Education & Guidance

Business function
Governance
Assigned to
Yan Kravchenko (@yanfosec)
Progress
50/100 50%

Short Description

This practice focuses on increasing the knowledge in the organization regarding secure software.

Long Description

The Education & Guidance (EG) Practice focuses on arming personnel involved in the software life-cycle with knowledge and resources to design, develop, and deploy secure software. With improved access to information, project teams can proactively identify and mitigate the specific security risks that apply to their organization.

One major theme for improvement across the Objectives is providing training for employees and increasing their security awareness, either through instructor-led sessions or computer-based modules. As an organization progresses, it builds a broad base of training starting with developers and moving to other roles, culminating with the addition of role-based training to ensure applicability and effectiveness.

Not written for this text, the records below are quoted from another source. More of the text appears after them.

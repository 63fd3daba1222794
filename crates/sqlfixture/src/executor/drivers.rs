//! sqlx-backed executors for MySQL, PostgreSQL and SQLite.
//!
//! Implemented for both single connections and pools. Prefer a connection
//! when the fixture must run on the same session as the test (for example
//! an in-memory SQLite database).
//!
//! Cells bind as follows:
//!
//! | Cell                    | Bound as            |
//! |-------------------------|---------------------|
//! | `null`                  | `NULL` (as `int4`)  |
//! | boolean                 | `bool`              |
//! | integer within `i64`    | `i64`               |
//! | floating point          | `f64`               |
//! | other numbers           | decimal text        |
//! | string                  | `String`            |
//! | array / object          | JSON text           |
//!
//! PostgreSQL types every parameter. A null is sent as a nullable `int4`,
//! which the server assignment-casts into text and numeric columns.

use async_trait::async_trait;
use serde_json::Value;
use sqlx::{MySql, MySqlConnection, MySqlPool, PgConnection, PgPool, Postgres, Sqlite};
use sqlx::{SqliteConnection, SqlitePool};

use super::Executor;
use crate::error::ExecutorError;
use crate::model::Cell;

macro_rules! bind_cell {
	($query:ident, $cell:expr) => {
		match $cell {
			Value::Null => $query.bind(None::<i32>),
			Value::Bool(value) => $query.bind(*value),
			Value::Number(number) => {
				if let Some(value) = number.as_i64() {
					$query.bind(value)
				} else if number.is_f64() {
					$query.bind(number.as_f64())
				} else {
					$query.bind(number.to_string())
				}
			}
			Value::String(value) => $query.bind(value.clone()),
			nested @ (Value::Array(_) | Value::Object(_)) => $query.bind(nested.to_string()),
		}
	};
}

macro_rules! impl_connection_executor {
	($connection:ty, $db:ty) => {
		#[async_trait]
		impl Executor for $connection {
			async fn execute(&mut self, sql: &str, params: &[Cell]) -> Result<u64, ExecutorError> {
				let mut query = sqlx::query::<$db>(sql);
				for param in params {
					query = bind_cell!(query, param);
				}
				let result = query.execute(&mut *self).await?;
				Ok(result.rows_affected())
			}
		}
	};
}

macro_rules! impl_pool_executor {
	($pool:ty, $db:ty) => {
		#[async_trait]
		impl Executor for $pool {
			async fn execute(&mut self, sql: &str, params: &[Cell]) -> Result<u64, ExecutorError> {
				let mut query = sqlx::query::<$db>(sql);
				for param in params {
					query = bind_cell!(query, param);
				}
				let result = query.execute(&*self).await?;
				Ok(result.rows_affected())
			}
		}
	};
}

impl_connection_executor!(MySqlConnection, MySql);
impl_connection_executor!(PgConnection, Postgres);
impl_connection_executor!(SqliteConnection, Sqlite);

impl_pool_executor!(MySqlPool, MySql);
impl_pool_executor!(PgPool, Postgres);
impl_pool_executor!(SqlitePool, Sqlite);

In addition to training, this Practice also requires the organization to make a significant investment in improving organizational culture to promote application security through collaboration between teams. Collaboration tools and increased transparency between technologies and tools support this approach to improve the security of the applications.

Overview

A: Training and Awareness B: Organization and Culture
Maturity 1 - Offer staff access to resources around the topics of secure development and deployment. Provide security awareness training for all personnel involved in software development Identify a “Security Champion” within each development team
Maturity 2 - Educate all personnel in the software life-cycle with technology and role-specific guidance on secure development. Offer technology and role-specific guidance, including security nuances of each language and platform Develop a secure software center of excellence promoting thought leadership among developers and architects
Maturity 3 - Develop in-house training programs facilitated by developers across different teams Standardized in-house guidance around the organization’s secure software development standards. Build a secure software community including all organization people involved in software security

A: Training and Awareness

Maturity 1

Benefit

Stakeholders involved in producing software have an appreciation for the difficulty of creating secure software and the value of a secure SDLC.

Activity

Conduct security awareness training for all roles currently involved in the management, development, testing, or auditing of the software. The goal is to increase the awareness of application security threats and risks, security best practices, and secure software design principles. Develop training internally or procure it externally. Ideally, deliver training in person so participants can have discussions as a team, but Computer Based Training (CBT) is also an option.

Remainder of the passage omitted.